Scope and Content
There are approximately 140,000 Ifugao living in scattered districts over some 170 square miles in northern Luzon. They are agrarian farmers who have perfected a system of sustainable rice terracing uniquely suited to the heavy rainstorms and rugged terrain of northern Luzon, Philippines. In their tribal society, rice is more than a basic sustenance; it also serves as a medium of exchange and a signifier of status. Rituals, ceremonies, and events are tightly interwoven into the Ifugao people's daily lives. The characteristic richness and diversity of the Ifugao agriculture, religion, and music is strongly evident in The Harold C. Conklin Philippine Collection, which includes what arguably is one of the largest, most comprehensive set of audio recordings on the Ifugao in existence. It documents continuity and change in some of the most important features of Ifugao culture over the course of forty years.
The recordings chronicle a wide range of Ifugao ceremonies, events, rituals, and sub-rituals, with much of the collection divided between strictly oral, strictly instrumental, and combined oral/instrumental field recordings. Field recordings document, for example, mythical or genealogical recitations, women's rituals, chants, invocations, rice harvesting, storytelling, children's games, language exercises, voice letters, interviews, and discussions. While a handful of the recordings are in the languages of Buhid, Hanunóo, Ilongot, Kallāhan, or English, the majority are recorded in the Ifugao Baynīnan dialect, one of the twenty-three dialects spoken by the Ifugao. With regard to geographical coverage, the documentation comes from twenty-seven of approximately one hundred and fifty agricultural districts, thereby providing a respectable sampling of the Ifugao. Therefore, due to its topical, geographical, and temporal scope, the recordings not only capture the exact details of ritualized Ifugao ceremonies, they situate them within the larger cultural context. Additional recording locations in the Philippines include: Tukukan, Nueva Vizcaya-Dupax del Sur, Nueva Vizcaya-Kakidūgen, and Mindoro Oriental.
Conklin began making original field recordings of the Ifugao in 1961. He used a combination of tape recorders (Fi-cord, Nagra, Sony, and Uher), recording formats (discs, reel-to-reel tapes and cassette tapes), and recording speeds (1 7/8, 3 3⁄4, 7 1⁄2, and 15 ips) in the course of his field work, adopting new technologies as they became available. Recordings on 5-inch reel-to-reel tapes and sixty-minute cassettes are the predominant original formats in this collection, which totals 262 first-generation sound recordings.
All recordings were originally given three distinct numbers by Conklin. In this system, the first number denotes the year, the second denotes the reel or cassette number, and the third denotes the side of the reel or cassette as noted (example: original field recording 61.5b is the B-side of the fifth recording made in 1961). With the exception of twenty-four recordings made in 1955, 1960, 1965, 1966, 1970, and 1977, Conklin is the primary recordist or interviewer for all of the original Ifugao recordings.

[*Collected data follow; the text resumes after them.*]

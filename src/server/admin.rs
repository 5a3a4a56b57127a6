//! Remote management, guarded by the shared admin key.

use super::state::{GuardedRemoteStore, GuardedSyncOrchestrator, ServerState};
use crate::sync::{is_valid_remote_name, SyncError};
use axum::{
    extract::{FromRequestParts, State},
    http::{request::Parts, StatusCode},
    response::{IntoResponse, Response},
    routing::{get, post},
    Json, Router,
};
use serde::{Deserialize, Serialize};
use serde_json::json;
use tracing::{error, info};

const ADMIN_KEY_HEADER: &str = "x-key";

/// Proof that the request carried the admin key.
pub struct AdminAccess;

impl FromRequestParts<ServerState> for AdminAccess {
    type Rejection = StatusCode;

    async fn from_request_parts(
        parts: &mut Parts,
        state: &ServerState,
    ) -> Result<Self, Self::Rejection> {
        let provided = parts
            .headers
            .get(ADMIN_KEY_HEADER)
            .and_then(|value| value.to_str().ok());
        match provided {
            Some(key) if !state.config.admin_key.is_empty() && key == state.config.admin_key => {
                Ok(AdminAccess)
            }
            _ => Err(StatusCode::FORBIDDEN),
        }
    }
}

#[derive(Serialize)]
struct RemoteStatus {
    name: String,
    url: String,
    last_sync: i64,
    syncing: bool,
}

#[derive(Deserialize, Debug, Default)]
#[serde(default)]
struct AddRemoteBody {
    name: Option<String>,
    url: Option<String>,
}

#[derive(Deserialize, Debug, Default)]
#[serde(default)]
struct DeleteRemoteBody {
    name: Option<String>,
}

#[derive(Deserialize, Debug, Default)]
#[serde(default)]
struct SyncRemoteBody {
    name: Option<String>,
    url: Option<String>,
}

fn bad_request(message: &str) -> Response {
    (StatusCode::BAD_REQUEST, Json(json!({ "error": message }))).into_response()
}

async fn list_remotes(
    _admin: AdminAccess,
    State(remote_store): State<GuardedRemoteStore>,
    State(orchestrator): State<GuardedSyncOrchestrator>,
) -> Response {
    match remote_store.list_remotes() {
        Ok(remotes) => {
            let statuses: Vec<RemoteStatus> = remotes
                .into_iter()
                .map(|remote| RemoteStatus {
                    syncing: orchestrator.is_syncing(&remote.name),
                    name: remote.name,
                    url: remote.url,
                    last_sync: remote.last_sync,
                })
                .collect();
            Json(statuses).into_response()
        }
        Err(err) => {
            error!("Failed to list remotes: {:#}", err);
            StatusCode::INTERNAL_SERVER_ERROR.into_response()
        }
    }
}

async fn add_remote(
    _admin: AdminAccess,
    State(remote_store): State<GuardedRemoteStore>,
    Json(body): Json<AddRemoteBody>,
) -> Response {
    let name = body.name.unwrap_or_default();
    let url = body.url.unwrap_or_default();
    if !is_valid_remote_name(&name) {
        return bad_request("invalid remote name");
    }
    if url.trim().is_empty() {
        return bad_request("url is required");
    }

    match remote_store.upsert_remote(&name, url.trim()) {
        Ok(()) => {
            info!("Remote {} set to {}", name, url.trim());
            Json(json!({ "ok": true })).into_response()
        }
        Err(err) => {
            error!("Failed to store remote {}: {:#}", name, err);
            StatusCode::INTERNAL_SERVER_ERROR.into_response()
        }
    }
}

async fn delete_remote(
    _admin: AdminAccess,
    State(remote_store): State<GuardedRemoteStore>,
    State(orchestrator): State<GuardedSyncOrchestrator>,
    Json(body): Json<DeleteRemoteBody>,
) -> Response {
    let Some(name) = body.name.filter(|n| !n.is_empty()) else {
        return bad_request("name is required");
    };

    orchestrator.cancel(&name);
    match remote_store.delete_remote(&name) {
        Ok(removed) => {
            if removed {
                info!("Remote {} removed", name);
            }
            Json(json!({ "ok": true })).into_response()
        }
        Err(err) => {
            error!("Failed to delete remote {}: {:#}", name, err);
            StatusCode::INTERNAL_SERVER_ERROR.into_response()
        }
    }
}

async fn sync_remote(
    _admin: AdminAccess,
    State(remote_store): State<GuardedRemoteStore>,
    State(orchestrator): State<GuardedSyncOrchestrator>,
    Json(body): Json<SyncRemoteBody>,
) -> Response {
    let name = body.name.unwrap_or_default();
    if !is_valid_remote_name(&name) {
        return bad_request("invalid remote name");
    }

    let url = match body.url.filter(|u| !u.trim().is_empty()) {
        Some(url) => url,
        None => match remote_store.get_remote(&name) {
            Ok(Some(remote)) => remote.url,
            Ok(None) => return StatusCode::NOT_FOUND.into_response(),
            Err(err) => {
                error!("Failed to read remote {}: {:#}", name, err);
                return StatusCode::INTERNAL_SERVER_ERROR.into_response();
            }
        },
    };

    match orchestrator.start(&name, &url) {
        Ok(()) => Json(json!({ "status": "started" })).into_response(),
        Err(SyncError::AlreadyRunning(_)) => (
            StatusCode::CONFLICT,
            Json(json!({ "error": "Sync already in progress" })),
        )
            .into_response(),
        Err(SyncError::InvalidRemoteName(_)) => bad_request("invalid remote name"),
    }
}

pub fn make_admin_routes(state: ServerState) -> Router {
    Router::new()
        .route("/list", get(list_remotes))
        .route("/add", post(add_remote))
        .route("/del", post(delete_remote))
        .route("/sync", post(sync_remote))
        .with_state(state)
}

A copy of Conklin's own Philippine Collection Catalog and Expanded Contents, which provides item-level descriptive data on original field recordings, is included in this collection. The prefatory material in Conklin's Catalog lists recording locations, languages, and individuals (interviewees, interviewers, and recording operators), provides a key to his abbreviations and symbols, and indexes specific field recordings by instrument, ceremony, event, and ritual. This is a useful resource that can be used in conjunction with the AFC 2001/007 Reference Concordance to facilitate use of the audio materials. The Reference CD Concordance lists the original field recording number, the corresponding CD, track duration, date of original recording, original format, and track content description. In addition, the database for this collection allows for term and phrase searching using Ifugao terms found under the Appendices.